Please follow the instructions [here](https://conda.io/projects/conda/en/latest/user-guide/tasks/manage-environments.html#creating-an-environment-from-an-environment-yml-file) to install and activate this environment. 

### Import Libraries

In [1]:
from datetime import datetime
import json
import os
import requests
import earthaccess
import xarray as xr
from pydap.net import create_session
from tabulate import tabulate
from IPython.display import display, HTML, Markdown
import sys
sys.path.append(os.path.abspath(".."))
from utils.cloud_opendap_nb_utils import display_filtered_table

### Create Functions to Search for Cloud OPeNDAP Collections

In [2]:
def getCollections(env, token, page_size, page_num):
    ''' CMR Search for all GESDISC Collections '''
    daac='GES_DISC'
    params = {'provider':daac,
              'page_size':page_size, # Must be 2000 or less
              'page_num':page_num,  
             }
    searchUrl = getUrl(env,'collections.umm_json',params)
    collRecords = getResult(searchUrl)
    return collRecords

def getSvcAssoc():
    ''' 
    Returns a dictionary of collection concept-ids and nativeids associated to the Cloud Hyrax UMM-S record
    '''
    env = 'PROD'
    umms = 'S2874702816-XYZ_PROV'
    coll_names = {}
    LongName = None
    response = getResult(getUrl(env,'services'+'.umm_json',{'concept_id':umms}))
    if len(response['items']) == 1 :
        LongName = response['items'][0]['umm']['LongName']
        collections = response['items'][0]['meta']['associations']['collections']
    for cid in collections:
        if 'GES_DISC' in cid:
            nid = concept2native(env,cid)
            if nid is not None:
                coll_names[cid] = nid
    return coll_names, LongName

def getResult(url):
    ''' Returns json-formatted response from an input URL '''
    result = requests.get(url)
    try:
        result.raise_for_status()
        return json.loads(result.text)
    except :
        print('failed URL:',url)
        return None
        
def getUrl(env, search_type, queryD):
    ''' Constructs a CMR search URL '''

    base = 'https://cmr.earthdata.nasa.gov'

    # Expand the query's key:value pairs into search parameters
    params = ''
    for k,key in enumerate(queryD.keys()):
        if k == 0: 
            prefix = ''
        else:
            prefix = '&'
        facet = prefix + key + '=' + str(queryD[key])
        params += facet

    # Build the URL
    url = '{}/{}?{}'.format(base, search_type, params)
    return url

def concept2native(env,cID):
    '''
    Returns a collection's native-id when given a concept-id and a CMR environment
    '''
    # construct the search URL and get the response
    url = getUrl(env,'collections.umm_json',{'concept-id':cID})
    response = getResult(url)
    try:
        return response['items'][0]['meta']['native-id']
    except :
#        print('failed URL',url)
        return None


### Table of Cloud OPeNDAP-Enabled GES DISC Collections

First, we retrieve a dictionary of concept-ids and nativeids for associated collections.
This cell may take a few minutes to run.

In [3]:
colls_opendap_prod, LongName = getSvcAssoc() 

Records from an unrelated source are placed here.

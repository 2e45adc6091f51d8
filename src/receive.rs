//! Exact-length reads over a blocking transport.
//!
//! A blocking read on a half-open TCP connection can keep returning nothing
//! forever. [`ReliableReceiver`] counts read attempts and, every
//! `probe_interval` attempts without finishing, asks a [`ConnectionProbe`]
//! whether the OS still considers the connection established. When the probe
//! cannot answer, the socket itself is checked with [`Transport::is_open`].
//! A dead connection is force-closed and reported as
//! [`io::ErrorKind::ConnectionReset`]; a live one has its attempt counter
//! divided by `backoff_divisor` and reading continues.

pub mod proc_net;

use crate::config::ReceiveConfig;
use std::{
    io::{self, Read},
    net::{Shutdown, SocketAddr, TcpStream},
    time::Duration,
};

/// A readable connection with known endpoints that can be torn down.
pub trait Transport: Read {
    /// The `(local, remote)` endpoint pair.
    fn endpoints(&self) -> io::Result<(SocketAddr, SocketAddr)>;

    /// Closes the connection without lingering on unsent data.
    fn force_close(&mut self) -> io::Result<()>;

    /// Checks the socket without consuming data. A peer that has closed its
    /// side, or a pending socket error, means the connection is not open.
    fn is_open(&self) -> io::Result<bool>;
}

impl Transport for TcpStream {
    fn endpoints(&self) -> io::Result<(SocketAddr, SocketAddr)> {
        Ok((self.local_addr()?, self.peer_addr()?))
    }

    fn force_close(&mut self) -> io::Result<()> {
        socket2::SockRef::from(&*self).set_linger(Some(Duration::ZERO))?;
        match self.shutdown(Shutdown::Both) {
            Err(e) if e.kind() == io::ErrorKind::NotConnected => Ok(()),
            result => result,
        }
    }

    fn is_open(&self) -> io::Result<bool> {
        if let Some(e) = self.take_error()? {
            tracing::debug!("Socket has a pending error: {e}");
            return Ok(false);
        }

        self.set_nonblocking(true)?;
        let peeked = self.peek(&mut [0u8]);
        self.set_nonblocking(false)?;
        match peeked {
            Ok(0) => Ok(false),
            Ok(_) => Ok(true),
            Err(e) => match e.kind() {
                io::ErrorKind::WouldBlock | io::ErrorKind::Interrupted => Ok(true),
                io::ErrorKind::ConnectionReset
                | io::ErrorKind::ConnectionAborted
                | io::ErrorKind::NotConnected
                | io::ErrorKind::BrokenPipe => Ok(false),
                _ => Err(e),
            },
        }
    }
}

impl<T: Transport + ?Sized> Transport for &mut T {
    fn endpoints(&self) -> io::Result<(SocketAddr, SocketAddr)> {
        (**self).endpoints()
    }

    fn force_close(&mut self) -> io::Result<()> {
        (**self).force_close()
    }

    fn is_open(&self) -> io::Result<bool> {
        (**self).is_open()
    }
}

/// Looks up whether a transport's connection is still in the ESTABLISHED
/// state.
pub trait ConnectionProbe {
    fn is_established<T: Transport + ?Sized>(&self, transport: &T) -> io::Result<bool>;
}

/// A probe that never declares a connection dead.
#[derive(Copy, Clone, Debug, Default)]
pub struct AssumeEstablished;

impl ConnectionProbe for AssumeEstablished {
    fn is_established<T: Transport + ?Sized>(&self, _transport: &T) -> io::Result<bool> {
        Ok(true)
    }
}

/// Asks the socket directly through [`Transport::is_open`]. Works on any
/// platform but only notices a peer that closed or reset the connection.
#[derive(Copy, Clone, Debug, Default)]
pub struct SocketProbe;

impl ConnectionProbe for SocketProbe {
    fn is_established<T: Transport + ?Sized>(&self, transport: &T) -> io::Result<bool> {
        transport.is_open()
    }
}

#[cfg(target_os = "linux")]
pub type DefaultProbe = proc_net::ProcNetProbe;
#[cfg(not(target_os = "linux"))]
pub type DefaultProbe = SocketProbe;

#[derive(Debug, Clone)]
pub struct ReliableReceiver<P = DefaultProbe> {
    probe: P,
    probe_interval: u32,
    backoff_divisor: u32,
}

impl ReliableReceiver<DefaultProbe> {
    pub fn new(config: &ReceiveConfig) -> Self {
        Self::with_probe(DefaultProbe::default(), config)
    }
}

impl Default for ReliableReceiver<DefaultProbe> {
    fn default() -> Self {
        Self::new(&ReceiveConfig::default())
    }
}

impl<P: ConnectionProbe> ReliableReceiver<P> {
    /// Out-of-range settings are clamped: the interval to at least 1, the
    /// divisor to at least 2. Use [`ReceiveConfig::validate`] to reject them
    /// instead.
    pub fn with_probe(probe: P, config: &ReceiveConfig) -> Self {
        Self {
            probe,
            probe_interval: config.probe_interval.max(1),
            backoff_divisor: config.backoff_divisor.max(2),
        }
    }

    pub fn probe(&self) -> &P {
        &self.probe
    }

    pub fn probe_interval(&self) -> u32 {
        self.probe_interval
    }

    pub fn backoff_divisor(&self) -> u32 {
        self.backoff_divisor
    }

    /// Fills `buf` completely from `transport`.
    pub fn receive_exact<T>(&self, transport: &mut T, buf: &mut [u8]) -> io::Result<()>
    where
        T: Transport + ?Sized,
    {
        let mut filled = 0;
        let mut attempts = 0u32;
        while filled < buf.len() {
            if attempts >= self.probe_interval {
                if !self.connection_alive(transport) {
                    tracing::warn!(
                        "Connection stalled after {filled}/{} bytes and is no longer established",
                        buf.len()
                    );
                    if let Err(e) = transport.force_close() {
                        tracing::debug!("Failed to close dead connection: {e}");
                    }
                    return Err(io::Error::new(
                        io::ErrorKind::ConnectionReset,
                        "connection is no longer established",
                    ));
                }
                attempts /= self.backoff_divisor;
                continue;
            }

            attempts += 1;
            match transport.read(&mut buf[filled..]) {
                Ok(n) => filled += n,
                Err(e) if e.kind() == io::ErrorKind::Interrupted => {}
                Err(e) => return Err(e),
            }
        }
        Ok(())
    }

    /// Reads exactly `len` bytes into a new buffer.
    pub fn receive_vec<T>(&self, transport: &mut T, len: usize) -> io::Result<Vec<u8>>
    where
        T: Transport + ?Sized,
    {
        let mut buf = vec![0u8; len];
        self.receive_exact(transport, &mut buf)?;
        Ok(buf)
    }

    /// Reads a single byte.
    pub fn receive_byte<T>(&self, transport: &mut T) -> io::Result<u8>
    where
        T: Transport + ?Sized,
    {
        let mut byte = [0u8];
        self.receive_exact(transport, &mut byte)?;
        Ok(byte[0])
    }

    fn connection_alive<T: Transport + ?Sized>(&self, transport: &T) -> bool {
        let e = match self.probe.is_established(transport) {
            Ok(established) => {
                tracing::trace!("Probed connection: established = {established}");
                return established;
            }
            Err(e) => e,
        };
        tracing::warn!("Connection probe failed, checking the socket instead: {e}");
        match transport.is_open() {
            Ok(open) => open,
            Err(e) => {
                tracing::debug!("Socket check failed: {e}");
                false
            }
        }
    }
}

Print a table of all Cloud OPeNDAP-enabled collections. Entering a short name in the "Search collections..." bar will filter the table (if you are viewing this notebook on Github, you will not be able to use the search bar).

The source code containing the `display_filtered_table` function can be found in utils/cloud_opendap_nb_utils.py.

<a id="#enabled-collections-table"></a>

In [4]:
display_filtered_table(colls_opendap_prod)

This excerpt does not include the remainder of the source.